__Problem requirements__: Scan the records for "Transition" and copy each line that contains it.

<<<<

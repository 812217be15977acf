use async_trait::async_trait;
use time::OffsetDateTime;
use uuid::Uuid;

use crate::models::subscription::SubscriptionStatus;
use crate::models::user::PlanType;
use crate::webhook::event::SubscriptionEvent;
use crate::webhook::mapper::ResolvedPlan;

/// State change applied by the store, used to drive notifications.
#[derive(Debug, Clone, PartialEq, Eq)]
pub enum Transition {
    Activated {
        plan_type: PlanType,
        end_date: Option<OffsetDateTime>,
    },
    Terminated {
        status: SubscriptionStatus,
    },
}

#[derive(Debug, Clone, PartialEq, Eq)]
pub enum ApplyOutcome {
    /// The dedup key was already recorded; nothing was mutated.
    Duplicate,
    /// Valid delivery with no state to change (e.g. cancel with no
    /// subscription on file). The dedup key is still recorded.
    NoChange { reason: String },
    Applied {
        user_id: Uuid,
        subscription_id: Uuid,
        transition: Transition,
    },
}

/// The single atomic unit of webhook processing: dedup-mark, user upsert
/// and subscription mutation happen inside one database transaction so two
/// concurrent deliveries of the same event can never both apply.
#[async_trait]
pub trait SubscriptionStore: Send + Sync {
    async fn apply_event(
        &self,
        event: &SubscriptionEvent,
        plan: &ResolvedPlan,
        dedup_key: &str,
        now: OffsetDateTime,
    ) -> Result<ApplyOutcome, sqlx::Error>;

    /// Grace sweep: finish the deferred downgrade for premium users whose
    /// expiry timestamp has passed. Returns the number of users downgraded.
    async fn downgrade_lapsed_users(&self, now: OffsetDateTime) -> Result<u64, sqlx::Error>;
}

>>>>

__Exercise solution__:
pub enum Transition {
        transition: Transition,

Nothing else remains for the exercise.